Le journaliste franco-marocain Ali Lmrabet interpellé à son retour au Maroc
Le journaliste Ali Lmrabet, connu pour son engagement en faveur de la liberté de la presse, a été arrêté à son arrivée à l’aéroport de Tanger le 12 juillet 2026. Immédiatement transféré à Casablanca, il a été placé en garde à vue dans le cadre d’une enquête pour « diffusion présumée de fausses informations ». Cette nouvelle interpellation soulève de vives inquiétudes quant à la situation des voix critiques au Maroc.

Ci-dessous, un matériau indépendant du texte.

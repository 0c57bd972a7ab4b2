//! Retention sweeper — ages disabled devices into soft-deleted, and
//! soft-deleted devices out of the table.
//!
//! Two passes run in order on every invocation:
//! 1. soft delete: disabled for longer than the disabled-retention window
//! 2. hard delete: soft-deleted for longer than the deleted-retention window
//!
//! Each row is transitioned with its own conditional statement, so a device
//! re-enabled between listing and updating is skipped, and one failing row
//! does not stop the rest of the pass. Rows that fail or are skipped are
//! excluded from later pages, so paging always moves forward.

use std::sync::Arc;
use std::time::Duration;

use chrono::{DateTime, Utc};
use uuid::Uuid;

use crate::registry::DeviceRegistry;

/// Default retention for both windows.
const DEFAULT_RETENTION_DAYS: i64 = 90;

/// Rows fetched per page.
const DEFAULT_PAGE_SIZE: i64 = 500;

#[derive(Debug, Clone)]
pub struct SweeperConfig {
    pub disabled_retention: chrono::Duration,
    pub deleted_retention: chrono::Duration,
    pub page_size: i64,
}

impl SweeperConfig {
    pub fn from_days(disabled_days: i64, deleted_days: i64) -> Self {
        Self {
            disabled_retention: chrono::Duration::days(disabled_days),
            deleted_retention: chrono::Duration::days(deleted_days),
            page_size: DEFAULT_PAGE_SIZE,
        }
    }
}

impl Default for SweeperConfig {
    fn default() -> Self {
        Self::from_days(DEFAULT_RETENTION_DAYS, DEFAULT_RETENTION_DAYS)
    }
}

#[derive(Debug, Clone, Copy, Default, PartialEq, Eq)]
pub struct SweepReport {
    pub soft_deleted: u64,
    pub hard_deleted: u64,
    /// Rows whose transition failed; retried on the next run
    pub errors: u64,
}

pub struct RetentionSweeper {
    registry: Arc<dyn DeviceRegistry>,
    config: SweeperConfig,
}

impl RetentionSweeper {
    pub fn new(registry: Arc<dyn DeviceRegistry>, config: SweeperConfig) -> Self {
        Self { registry, config }
    }

    pub async fn sweep(&self) -> SweepReport {
        self.sweep_at(Utc::now()).await
    }

    /// Run both passes as of `now`.
    pub async fn sweep_at(&self, now: DateTime<Utc>) -> SweepReport {
        let mut report = SweepReport::default();

        let (soft_deleted, soft_errors) = self.soft_delete_pass(now).await;
        report.soft_deleted = soft_deleted;
        report.errors += soft_errors;

        let (hard_deleted, hard_errors) = self.hard_delete_pass(now).await;
        report.hard_deleted = hard_deleted;
        report.errors += hard_errors;

        tracing::info!(
            soft_deleted = report.soft_deleted,
            hard_deleted = report.hard_deleted,
            errors = report.errors,
            "Device retention sweep finished"
        );

        report
    }

    async fn soft_delete_pass(&self, now: DateTime<Utc>) -> (u64, u64) {
        let cutoff = now - self.config.disabled_retention;
        let page_size = self.config.page_size.max(1);
        let mut done = 0;
        let mut errors = 0;
        let mut skipped: Vec<Uuid> = Vec::new();

        loop {
            let ids = match self.registry.disabled_before(cutoff, &skipped, page_size).await {
                Ok(ids) => ids,
                Err(e) => {
                    tracing::warn!(error = %e, "Could not list disabled devices, soft-delete pass stopped");
                    errors += 1;
                    break;
                }
            };
            let page_len = ids.len() as i64;

            for id in ids {
                match self.registry.soft_delete(id, cutoff, now).await {
                    Ok(true) => done += 1,
                    // Re-enabled or already handled since listing.
                    Ok(false) => skipped.push(id),
                    Err(e) => {
                        tracing::warn!(device_row = %id, error = %e, "Soft delete failed");
                        errors += 1;
                        skipped.push(id);
                    }
                }
            }

            if page_len < page_size {
                break;
            }
        }

        (done, errors)
    }

    async fn hard_delete_pass(&self, now: DateTime<Utc>) -> (u64, u64) {
        let cutoff = now - self.config.deleted_retention;
        let page_size = self.config.page_size.max(1);
        let mut done = 0;
        let mut errors = 0;
        let mut skipped: Vec<Uuid> = Vec::new();

        loop {
            let ids = match self
                .registry
                .soft_deleted_before(cutoff, &skipped, page_size)
                .await
            {
                Ok(ids) => ids,
                Err(e) => {
                    tracing::warn!(error = %e, "Could not list soft-deleted devices, hard-delete pass stopped");
                    errors += 1;
                    break;
                }
            };
            let page_len = ids.len() as i64;

            for id in ids {
                match self.registry.hard_delete(id, cutoff).await {
                    Ok(true) => done += 1,
                    Ok(false) => skipped.push(id),
                    Err(e) => {
                        tracing::warn!(device_row = %id, error = %e, "Hard delete failed");
                        errors += 1;
                        skipped.push(id);
                    }
                }
            }

            if page_len < page_size {
                break;
            }
        }

        (done, errors)
    }

    /// Sweep every `interval` until the task is cancelled.
    pub async fn run(&self, interval: Duration) {
        tracing::info!(
            interval_secs = interval.as_secs(),
            disabled_retention_days = self.config.disabled_retention.num_days(),
            deleted_retention_days = self.config.deleted_retention.num_days(),
            "Retention sweeper started"
        );

        let mut ticker = tokio::time::interval(interval);
        ticker.set_missed_tick_behavior(tokio::time::MissedTickBehavior::Delay);
        loop {
            ticker.tick().await;
            self.sweep().await;
        }
    }
}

Une arrestation aux motivations controversées
Selon les informations officielles, Ali Lmrabet faisait l’objet de plusieurs avis de recherche pour des publications numériques jugées diffamatoires envers des personnalités et des institutions marocaines. Les chefs d’accusation incluent notamment « diffusion présumée de fausses informations portant atteinte aux institutions constitutionnelles ». Une qualification juridique qui interroge, alors que l’intéressé revenait au Maroc pour des démarches administratives personnelles depuis l’Espagne.
La voix d’une génération de journalistes indépendants
Ali Lmrabet incarne depuis plus de deux décennies le combat pour une presse libre au Maroc. Fondateur des hebdomadaires Demain Magazine et Doumane, il a marqué l’histoire du journalisme critique en étant emprisonné en 2003 pour « outrage au roi ». Condamné à quatre ans de prison ferme, il avait finalement été gracié après un an de détention.
Interdit d’exercer au Maroc en 2005 pour une nouvelle condamnation pour « diffamation », il a choisi de poursuivre son travail depuis l’étranger, notamment depuis la France et l’Espagne, où il réside aujourd’hui. Son engagement lui a valu d’être reconnu comme l’un des « 100 héros de l’information » par Reporters sans frontières en 2014. À travers ses vidéos diffusées en ligne, il continue de traiter des sujets politiques sensibles, toujours avec la même détermination.
Son influence s’étend bien au-delà des frontières marocaines, comme en témoignent ses collaborations avec des médias espagnols de renom tels qu’El Mundo et El País.
Une mobilisation internationale en faveur de sa libération
« L’arrestation d’Ali Lmrabet est un nouveau recul pour la liberté de la presse au Maroc. Criminaliser le travail journalistique revient à détourner la justice de sa mission première : protéger les droits fondamentaux. Nous exigeons sa libération immédiate. »
Le Maroc face à ses engagements internationaux
Cette affaire relance le débat sur la liberté de la presse au Maroc, classé à la 105e position sur 180 pays dans le Classement mondial de la liberté de la presse 2026 de RSF. Malgré des avancées législatives, les cas de harcèlement judiciaire et d’emprisonnement de journalistes persistent, remettant en question l’engagement du pays à respecter les standards internationaux en matière de droits humains.
Alors que la famille du journaliste assure qu’il n’a jamais été inquiété lors de ses précédents retours au Maroc, cette interpellation récente interroge sur l’évolution de la politique sécuritaire envers les voix dissidentes.